Even more astounding, Ben-Ami makes no mention of the obstacle posed to any peace process: that Hamas rules one of the two Palestinian territories. Nor does he seem too bothered by the fact that the Palestinian Authority has not repudiated the “right of return”—the full application of which would lead to the instant destruction of Israel. Indeed, according to Ben-Ami, the two heads of the PA, Mahmoud Abbas and Salaam Fayyad, are “the best Palestinian leaders Israel is likely to have to work with for quite some time.” What reason does he give to think they are good enough? Are they willing to accept a Jewish state with Jerusalem as its capital and no right of return? If they were to agree to such terms, would they have the support of their people? On these points, Ben-Ami is silent.
He ignores the basic challenge of Israel’s dubious partner-in-peace and focuses solely on Israel’s actions and the American Jewish community. That is because (as was the case with the J Street operative at the University of Chicago) once one pronounces Israel’s present policy a “moral catastrophe,” all matters of strategy and prudence become infinitely secondary. Ben-Ami thinks the occupation of the West Bank and the blockade of Gaza “should end because they are morally wrong.” He says such actions taken by a Jewish state are a contradiction in terms because Jewish values oppose them.
To make this case, which ignores the question of Israel’s moral responsibility to protect its own children and its own existence, Ben-Ami offers textual evidence of stunning vapidity. “Charity [tzedakah], good works [gmilut Chasidim], and repairing the world [tikkun olam] are fundamental elements of Jewish identity,” he asserts, which is true in part, but they are less important than, say, the degree to which Jewish identity is dedicated to the defense and protection of Jews in a world hostile to them. He throws out glib parables like a self-satisfied uncle at a seder—e.g., Hillel said that the Torah can be summarized as “that which is hateful to you, do not unto another,” and we would not like to be Gazans, ergo, we should end the blockade.
This is not only false logic but also a false account of the Jewish moral and ethical code.

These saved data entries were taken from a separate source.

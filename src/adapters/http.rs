//! HTTP control surface.
//!
//! Maps the five fixed routes onto sequencer calls and renders each result
//! as its fixed plain-text token.  Every defined route answers 200; requests
//! for anything else fall through to the server's stock not-found handling.
//!
//! This module only compiles for the ESP-IDF target — the route/token
//! vocabulary it serves lives in [`crate::app::recipes`] and is covered by
//! host-side tests there.

use std::sync::Arc;

use anyhow::Context;
use esp_idf_svc::http::Method;
use esp_idf_svc::http::server::{Configuration, EspHttpServer};
use esp_idf_svc::io::Write;
use log::info;

use crate::adapters::board::RelayBoard;
use crate::adapters::log_sink::LogEventSink;
use crate::adapters::time::SystemClock;
use crate::app::recipes::OPERATIONS;
use crate::app::service::{Busy, Sequencer};
use crate::config::SystemConfig;

/// Body served at `/`.
pub const HELP_TEXT: &str =
    "Welcome to GoFire server. Supported handlers: /off /on /flameup /flamedown";

/// The production sequencer type behind the HTTP surface.
pub type ValveSequencer = Sequencer<RelayBoard, SystemClock>;

/// Start the HTTP server and register all routes.
///
/// The returned server owns its worker threads; keep the handle alive for
/// the process lifetime.  Handlers run on those workers concurrently — the
/// sequencer's guard is what serialises them.
pub fn serve(
    sequencer: Arc<ValveSequencer>,
    config: &SystemConfig,
) -> anyhow::Result<EspHttpServer<'static>> {
    let server_config = Configuration {
        http_port: config.http_port,
        ..Default::default()
    };
    let mut server =
        EspHttpServer::new(&server_config).context("HTTP server startup failed")?;

    server.fn_handler("/", Method::Get, |request| -> anyhow::Result<()> {
        request.into_ok_response()?.write_all(HELP_TEXT.as_bytes())?;
        Ok(())
    })?;

    for operation in OPERATIONS {
        let seq = Arc::clone(&sequencer);
        server.fn_handler(
            operation.path(),
            Method::Get,
            move |request| -> anyhow::Result<()> {
                let token = match seq.try_run(operation, &mut LogEventSink::new()) {
                    Ok(outcome) => outcome.token(),
                    Err(Busy) => operation.busy_token(),
                };
                request.into_ok_response()?.write_all(token.as_bytes())?;
                Ok(())
            },
        )?;
    }

    info!("HTTP control surface up on :{}", config.http_port);
    Ok(server)
}
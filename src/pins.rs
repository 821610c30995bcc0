//! GPIO pin assignments for the GoFire relay board.
//!
//! Single source of truth — every driver references this module rather than
//! hard-coding pin numbers.  Change a pin here and it propagates everywhere.
//!
//! The three relay channels are wired to the corresponding contact numbers
//! on the Mertik Maxitrol GV60 terminal block (see the GV60 external-source
//! wall-switch wiring diagram).  Relay inputs are active-low: driving the
//! GPIO to logic 0 energises the relay and closes the contact.

/// Relay channel 1 → GV60 contact 1.
pub const RELAY_CH1_GPIO: i32 = 25;
/// Relay channel 2 → GV60 contact 2.
pub const RELAY_CH2_GPIO: i32 = 26;
/// Relay channel 3 → GV60 contact 3.
pub const RELAY_CH3_GPIO: i32 = 27;
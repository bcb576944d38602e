//! 错误处理单元测试
//!
//! 测试应用错误类型的状态码、对外消息和响应体

use axum::{http::StatusCode, response::IntoResponse};
use cms_auth::{
    auth::jwt::TokenError,
    error::{AppError, ErrorDetail, ErrorResponse},
};
use http_body_util::BodyExt;

// ==================== 错误状态码测试 ====================

#[test]
fn test_error_status_codes() {
    assert_eq!(AppError::Unauthorized.status_code(), StatusCode::UNAUTHORIZED);
    assert_eq!(AppError::InvalidCredentials.status_code(), StatusCode::UNAUTHORIZED);
    assert_eq!(AppError::InvalidRefreshToken.status_code(), StatusCode::UNAUTHORIZED);
    assert_eq!(AppError::UserNotFound.status_code(), StatusCode::UNAUTHORIZED);
    assert_eq!(AppError::Forbidden.status_code(), StatusCode::FORBIDDEN);
    assert_eq!(AppError::DuplicateEmail.status_code(), StatusCode::CONFLICT);
    assert_eq!(AppError::Validation("bad".to_string()).status_code(), StatusCode::BAD_REQUEST);
    assert_eq!(AppError::NotFound.status_code(), StatusCode::NOT_FOUND);
}

#[test]
fn test_server_error_status_codes() {
    assert_eq!(
        AppError::Database(sqlx::Error::RowNotFound).status_code(),
        StatusCode::INTERNAL_SERVER_ERROR
    );
    assert_eq!(
        AppError::Config("missing".to_string()).status_code(),
        StatusCode::INTERNAL_SERVER_ERROR
    );
    assert_eq!(
        AppError::Internal("boom".to_string()).status_code(),
        StatusCode::INTERNAL_SERVER_ERROR
    );
}

#[test]
fn test_error_code_matches_status() {
    let errors = vec![
        AppError::Unauthorized,
        AppError::Forbidden,
        AppError::DuplicateEmail,
        AppError::NotFound,
        AppError::Internal("x".to_string()),
    ];

    for error in errors {
        assert_eq!(error.code(), error.status_code().as_u16());
    }
}

// ==================== 用户消息测试 ====================

#[test]
fn test_user_messages_no_sensitive_info() {
    let db_error = AppError::Database(sqlx::Error::Protocol("users table password_hash".to_string()));
    assert_eq!(db_error.user_message(), "Database error occurred");

    let internal = AppError::Internal("secret key material".to_string());
    assert_eq!(internal.user_message(), "Internal server error");

    let config = AppError::Config("CMS_SECURITY__ACCESS_TOKEN_SECRET".to_string());
    assert_eq!(config.user_message(), "Configuration error");
}

#[test]
fn test_validation_message_is_passed_through() {
    let error = AppError::Validation("Password must be at least 6 characters".to_string());
    assert_eq!(error.user_message(), "Password must be at least 6 characters");
}

// ==================== 类型转换测试 ====================

#[test]
fn test_token_errors_map_to_unauthorized() {
    for token_error in [TokenError::InvalidSignature, TokenError::Expired, TokenError::Malformed] {
        let error: AppError = token_error.into();
        assert!(matches!(error, AppError::Unauthorized));
    }
}

#[test]
fn test_from_sqlx_error() {
    let error: AppError = sqlx::Error::RowNotFound.into();
    assert!(matches!(error, AppError::Database(_)));
}

#[test]
fn test_from_config_error() {
    let error: AppError = config::ConfigError::Message("bad value".to_string()).into();
    assert!(matches!(error, AppError::Config(_)));
}

// ==================== 响应体测试 ====================

#[test]
fn test_error_response_serialization() {
    let response = ErrorResponse {
        error: ErrorDetail {
            code: 409,
            message: "Email already registered".to_string(),
            request_id: "req-1".to_string(),
        },
    };

    let json = serde_json::to_value(&response).unwrap();
    assert_eq!(json["error"]["code"], 409);
    assert_eq!(json["error"]["message"], "Email already registered");
    assert_eq!(json["error"]["request_id"], "req-1");
}

#[tokio::test]
async fn test_into_response() {
    let response = AppError::InvalidCredentials.into_response();
    assert_eq!(response.status(), StatusCode::UNAUTHORIZED);

    let bytes = response.into_body().collect().await.unwrap().to_bytes();
    let json: serde_json::Value = serde_json::from_slice(&bytes).unwrap();

    assert_eq!(json["error"]["code"], 401);
    assert_eq!(json["error"]["message"], "Invalid credentials");
    assert!(json["error"]["request_id"].is_string());
}

#[test]
fn test_error_with_question_mark_operator() {
    fn lookup(found: bool) -> Result<i64, AppError> {
        let id: Option<i64> = found.then_some(7);
        let id = id.ok_or(AppError::NotFound)?;
        Ok(id)
    }

    assert_eq!(lookup(true).unwrap(), 7);
    assert!(matches!(lookup(false), Err(AppError::NotFound)));
}
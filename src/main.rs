//! CMS 认证服务主入口

use cms_auth::{config::AppConfig, db, handlers::health, middleware::AppState, routes, telemetry};
use std::sync::Arc;
use tokio::net::TcpListener;
use tokio::signal;

#[tokio::main]
async fn main() -> anyhow::Result<()> {
    // ===== CLI 参数处理 =====
    let args: Vec<String> = std::env::args().collect();

    if args.len() > 1 {
        match args[1].as_str() {
            "--version" => {
                println!("cms-auth {}", env!("CARGO_PKG_VERSION"));
                return Ok(());
            }
            "--help" => {
                print_help();
                return Ok(());
            }
            "--check-config" => {
                load_env_files();
                return match AppConfig::from_env() {
                    Ok(config) => {
                        println!(
                            "配置有效: addr={} access_ttl={}s refresh_ttl={}s",
                            config.server.addr,
                            config.security.access_token_exp_secs,
                            config.security.refresh_token_exp_secs
                        );
                        Ok(())
                    }
                    Err(e) => {
                        eprintln!("配置无效: {}", e);
                        std::process::exit(2);
                    }
                };
            }
            _ => {
                eprintln!("未知参数: {}", args[1]);
                print_help();
                std::process::exit(1);
            }
        }
    }

    load_env_files();

    health::set_start_time();

    // 1. 加载配置
    let config = AppConfig::from_env().map_err(|e| {
        eprintln!("Configuration error: {}", e);
        anyhow::anyhow!("Failed to load configuration: {}", e)
    })?;

    // 2. 初始化日志
    telemetry::init_telemetry(&config.logging)?;

    tracing::info!(version = env!("CARGO_PKG_VERSION"), "CMS auth service starting...");

    if config.security.uses_dev_secrets() {
        tracing::warn!("Using built-in development token secrets; set CMS_SECURITY__ACCESS_TOKEN_SECRET and CMS_SECURITY__REFRESH_TOKEN_SECRET");
    }

    // 3. 数据库连接池 + 迁移
    let db_pool = db::create_pool(&config.database).await?;
    db::run_migrations(&db_pool).await?;

    tracing::info!("Database initialized");

    // 4. 构建应用状态（签名密钥从配置注入）
    let app_state = Arc::new(AppState::build(config.clone(), db_pool)?);

    // 5. 构建路由
    let app = routes::create_router(app_state);

    // 6. 启动服务器
    let addr = &config.server.addr;
    let listener = TcpListener::bind(addr).await?;

    tracing::info!(addr = %addr, "Server listening");

    // 7. 优雅关闭
    axum::serve(listener, app)
        .with_graceful_shutdown(shutdown_signal(config.server.graceful_shutdown_timeout_secs))
        .await?;

    tracing::info!("Server shutdown complete");
    Ok(())
}

/// 加载 .env 文件（开发环境）
/// CMS_ENV 指定时只加载 .env.{CMS_ENV}，否则按 .env.local > .env.development > .env
fn load_env_files() {
    if let Ok(env) = std::env::var("CMS_ENV") {
        dotenv::from_filename(format!(".env.{}", env)).ok();
    } else {
        dotenv::from_filename(".env.local").ok();
        dotenv::from_filename(".env.development").ok();
        dotenv::dotenv().ok();
    }
}

/// 优雅关闭信号处理
async fn shutdown_signal(timeout_secs: u64) {
    let ctrl_c = async {
        if let Err(e) = signal::ctrl_c().await {
            tracing::warn!(error = %e, "Failed to listen for Ctrl+C");
            std::future::pending::<()>().await;
        }
    };

    #[cfg(unix)]
    let terminate = async {
        match signal::unix::signal(signal::unix::SignalKind::terminate()) {
            Ok(mut sigterm) => {
                sigterm.recv().await;
            }
            Err(e) => {
                tracing::warn!(error = %e, "Failed to install SIGTERM handler");
                std::future::pending::<()>().await;
            }
        }
    };

    #[cfg(not(unix))]
    let terminate = std::future::pending::<()>();

    tokio::select! {
        _ = ctrl_c => {
            tracing::info!("Ctrl+C received, starting graceful shutdown");
        },
        _ = terminate => {
            tracing::info!("Terminate signal received, starting graceful shutdown");
        },
    }

    // 超时后强制退出
    tokio::spawn(async move {
        tokio::time::sleep(tokio::time::Duration::from_secs(timeout_secs)).await;
        tracing::warn!("Graceful shutdown timeout reached, forcing exit");
        std::process::exit(1);
    });
}

/// 打印帮助信息
fn print_help() {
    println!("cms-auth {}", env!("CARGO_PKG_VERSION"));
    println!();
    println!("用法: cms-auth [选项]");
    println!();
    println!("选项:");
    println!("  --version     打印版本信息并退出");
    println!("  --help        打印此帮助信息并退出");
    println!("  --check-config  校验配置（含签名密钥）后退出");
    println!();
    println!("环境变量:");
    println!("  所有配置通过 CMS_ 前缀的环境变量完成，例如:");
    println!("  CMS_DATABASE__URL=sqlite://cms.db?mode=rwc");
    println!("  CMS_SECURITY__ACCESS_TOKEN_SECRET / CMS_SECURITY__REFRESH_TOKEN_SECRET");
}
//! Token cookies
//!
//! Both tokens travel as independent `HttpOnly; Path=/` cookies.

use axum::http::{header, HeaderMap};

pub const ACCESS_TOKEN_COOKIE: &str = "access_token";
pub const REFRESH_TOKEN_COOKIE: &str = "refresh_token";

/// Build a `Set-Cookie` value carrying a token
pub fn token_cookie(name: &str, value: &str, max_age_secs: u64, secure: bool) -> String {
    let mut cookie = format!("{}={}; HttpOnly; SameSite=Lax; Path=/", name, value);

    if secure {
        cookie.push_str("; Secure");
    }
    cookie.push_str(&format!("; Max-Age={}", max_age_secs));

    cookie
}

/// Build a `Set-Cookie` value that makes the client drop the cookie
pub fn expired_cookie(name: &str) -> String {
    format!("{}=; HttpOnly; SameSite=Lax; Path=/; Max-Age=0", name)
}

/// Extract a cookie value from headers
pub fn extract_cookie(headers: &HeaderMap, name: &str) -> Option<String> {
    headers
        .get_all(header::COOKIE)
        .iter()
        .filter_map(|value| value.to_str().ok())
        .flat_map(|value| value.split(';'))
        .find_map(|cookie| {
            let (key, value) = cookie.trim().split_once('=')?;

            if key == name {
                Some(value.to_string())
            } else {
                None
            }
        })
}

A true Jewish ethics straddles Hillel’s plaintive questions: “If I am only for myself, what am I?” and “If I am not for myself, who will be for me?” It holds aspirations for righteousness and peace and is moved by a universalist compassion, but it understands the need for—indeed, the divine calling to—a particularist nationalism. The conversion of an immensely complex moral, ethical, legal, and religious tradition into easy-to-read bumper stickers is an understandable impulse from a veteran political operator, but one would think that even the most cynical hack would have the modesty not to liquefy three millennia of argumentation into a left-liberal cholent.